== Problem to work on ==
Word for word, set down every record that appears below.

+++ Provided material +++

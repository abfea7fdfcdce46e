//! Data-plane JSON factories and mock endpoint creation utilities.

use mockito::{Matcher, Mock};
use serde_json::{json, Value};

use crate::constant::{TEST_EMAIL, TEST_TENANT_ID, TEST_USER_ID};
use crate::setup::TestSetup;

/// Profile row as the data plane returns it for single-object reads.
pub fn profile_json(role: &str) -> Value {
    json!({
        "auth_user_id": TEST_USER_ID,
        "tenant_id": TEST_TENANT_ID,
        "name": "Ana Souza",
        "email": TEST_EMAIL,
        "role": role,
        "permissions": ["dashboard", "orders"],
        "avatar_url": null
    })
}

/// Tenant row matching [`profile_json`]'s tenant reference.
pub fn tenant_json() -> Value {
    json!({
        "id": TEST_TENANT_ID,
        "name": "Assistec Ilhabela",
        "plan": "professional",
        "phone": "+55 12 99999-0000"
    })
}

/// Service-order row for listing fixtures.
pub fn order_json(order_number: i64, status: &str, billed_total: Option<f64>) -> Value {
    json!({
        "id": uuid::Uuid::new_v4().to_string(),
        "order_number": order_number,
        "tenant_id": TEST_TENANT_ID,
        "customer_name": "Carlos Lima",
        "device": "Notebook Dell G15",
        "status": status,
        "technician": "Ana Souza",
        "billed_total": billed_total,
        "created_at": chrono::Utc::now().to_rfc3339()
    })
}

pub struct PlatformFixtures<'a> {
    setup: &'a mut TestSetup,
}

impl<'a> PlatformFixtures<'a> {
    pub(crate) fn new(setup: &'a mut TestSetup) -> Self {
        Self { setup }
    }

    /// Mock the profile single-object read on `GET /rest/v1/profiles`.
    pub fn create_profile_endpoint(&mut self, profile: Value, expected_requests: usize) -> Mock {
        self.setup
            .server
            .mock("GET", "/rest/v1/profiles")
            .match_query(Matcher::Any)
            .with_status(200)
            .with_header("content-type", "application/json")
            .with_body(profile.to_string())
            .expect(expected_requests)
            .create()
    }

    /// Mock a failing profile read with the given status.
    pub fn create_failing_profile_endpoint(
        &mut self,
        status: usize,
        expected_requests: usize,
    ) -> Mock {
        self.setup
            .server
            .mock("GET", "/rest/v1/profiles")
            .match_query(Matcher::Any)
            .with_status(status)
            .with_header("content-type", "application/json")
            .with_body(json!({ "message": "internal error" }).to_string())
            .expect(expected_requests)
            .create()
    }

    /// Mock the tenant single-object read on `GET /rest/v1/tenants`.
    pub fn create_tenant_endpoint(&mut self, tenant: Value, expected_requests: usize) -> Mock {
        self.setup
            .server
            .mock("GET", "/rest/v1/tenants")
            .match_query(Matcher::Any)
            .with_status(200)
            .with_header("content-type", "application/json")
            .with_body(tenant.to_string())
            .expect(expected_requests)
            .create()
    }

    /// Mock the service-order listing on `GET /rest/v1/service_orders`.
    pub fn create_orders_endpoint(&mut self, orders: Vec<Value>, expected_requests: usize) -> Mock {
        self.setup
            .server
            .mock("GET", "/rest/v1/service_orders")
            .match_query(Matcher::Any)
            .with_status(200)
            .with_header("content-type", "application/json")
            .with_body(Value::Array(orders).to_string())
            .expect(expected_requests)
            .create()
    }

    /// Mock a profile patch on `PATCH /rest/v1/profiles`.
    pub fn create_profile_update_endpoint(&mut self, expected_requests: usize) -> Mock {
        self.setup
            .server
            .mock("PATCH", "/rest/v1/profiles")
            .match_query(Matcher::Any)
            .with_status(204)
            .expect(expected_requests)
            .create()
    }

    /// Mock an avatar upload on the storage plane.
    pub fn create_avatar_upload_endpoint(&mut self, expected_requests: usize) -> Mock {
        self.setup
            .server
            .mock("POST", Matcher::Regex(r"^/storage/v1/object/avatars/.+$".to_string()))
            .with_status(200)
            .with_header("content-type", "application/json")
            .with_body(json!({ "Key": "avatars/upload" }).to_string())
            .expect(expected_requests)
            .create()
    }
}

+++

== Your solution ==
repository abfea7fdfcdce46e
//! Data-plane JSON factories and mock endpoint creation utilities.

use mockito::{Matcher, Mock};
use serde_json::{json, Value};

use crate::constant::{TEST_EMAIL, TEST_TENANT_ID, TEST_USER_ID};
use crate::setup::TestSetup;

/// Profile row as the data plane returns it for single-object reads.
pub fn profile_json(role: &str) -> Value {
    json!({
        "auth_user_id": TEST_USER_ID,
        "tenant_id": TEST_TENANT_ID,
        "name": "Ana Souza",
        "email": TEST_EMAIL,
        "role": role,
        "permissions": ["dashboard", "orders"],
        "avatar_url": null
    })
}

/// Tenant row matching [`profile_json`]'s tenant reference.
pub fn tenant_json() -> Value {
    json!({
        "id": TEST_TENANT_ID,
        "name": "Assistec Ilhabela",
        "plan": "professional",
        "phone": "+55 12 99999-0000"
    })
}

/// Service-order row for listing fixtures.
pub fn order_json(order_number: i64, status: &str, billed_total: Option<f64>) -> Value {
    json!({
        "id": uuid::Uuid::new_v4().to_string(),
        "order_number": order_number,
        "tenant_id": TEST_TENANT_ID,
        "customer_name": "Carlos Lima",
        "device": "Notebook Dell G15",
        "status": status,
        "technician": "Ana Souza",
        "billed_total": billed_total,
        "created_at": chrono::Utc::now().to_rfc3339()
    })
}

pub struct PlatformFixtures<'a> {
    setup: &'a mut TestSetup,
}

impl<'a> PlatformFixtures<'a> {
    pub(crate) fn new(setup: &'a mut TestSetup) -> Self {
        Self { setup }
    }

    /// Mock the profile single-object read on `GET /rest/v1/profiles`.
    pub fn create_profile_endpoint(&mut self, profile: Value, expected_requests: usize) -> Mock {
        self.setup
            .server
            .mock("GET", "/rest/v1/profiles")
            .match_query(Matcher::Any)
            .with_status(200)
            .with_header("content-type", "application/json")
            .with_body(profile.to_string())
            .expect(expected_requests)
            .create()
    }

    /// Mock a failing profile read with the given status.
    pub fn create_failing_profile_endpoint(
        &mut self,
        status: usize,
        expected_requests: usize,
    ) -> Mock {
        self.setup
            .server
            .mock("GET", "/rest/v1/profiles")
            .match_query(Matcher::Any)
            .with_status(status)
            .with_header("content-type", "application/json")
            .with_body(json!({ "message": "internal error" }).to_string())
            .expect(expected_requests)
            .create()
    }

    /// Mock the tenant single-object read on `GET /rest/v1/tenants`.
    pub fn create_tenant_endpoint(&mut self, tenant: Value, expected_requests: usize) -> Mock {
        self.setup
            .server
            .mock("GET", "/rest/v1/tenants")
            .match_query(Matcher::Any)
            .with_status(200)
            .with_header("content-type", "application/json")
            .with_body(tenant.to_string())
            .expect(expected_requests)
            .create()
    }

    /// Mock the service-order listing on `GET /rest/v1/service_orders`.
    pub fn create_orders_endpoint(&mut self, orders: Vec<Value>, expected_requests: usize) -> Mock {
        self.setup
            .server
            .mock("GET", "/rest/v1/service_orders")
            .match_query(Matcher::Any)
            .with_status(200)
            .with_header("content-type", "application/json")
            .with_body(Value::Array(orders).to_string())
            .expect(expected_requests)
            .create()
    }

    /// Mock a profile patch on `PATCH /rest/v1/profiles`.
    pub fn create_profile_update_endpoint(&mut self, expected_requests: usize) -> Mock {
        self.setup
            .server
            .mock("PATCH", "/rest/v1/profiles")
            .match_query(Matcher::Any)
            .with_status(204)
            .expect(expected_requests)
            .create()
    }

    /// Mock an avatar upload on the storage plane.
    pub fn create_avatar_upload_endpoint(&mut self, expected_requests: usize) -> Mock {
        self.setup
            .server
            .mock("POST", Matcher::Regex(r"^/storage/v1/object/avatars/.+$".to_string()))
            .with_status(200)
            .with_header("content-type", "application/json")
            .with_body(json!({ "Key": "avatars/upload" }).to_string())
            .expect(expected_requests)
            .create()
    }
}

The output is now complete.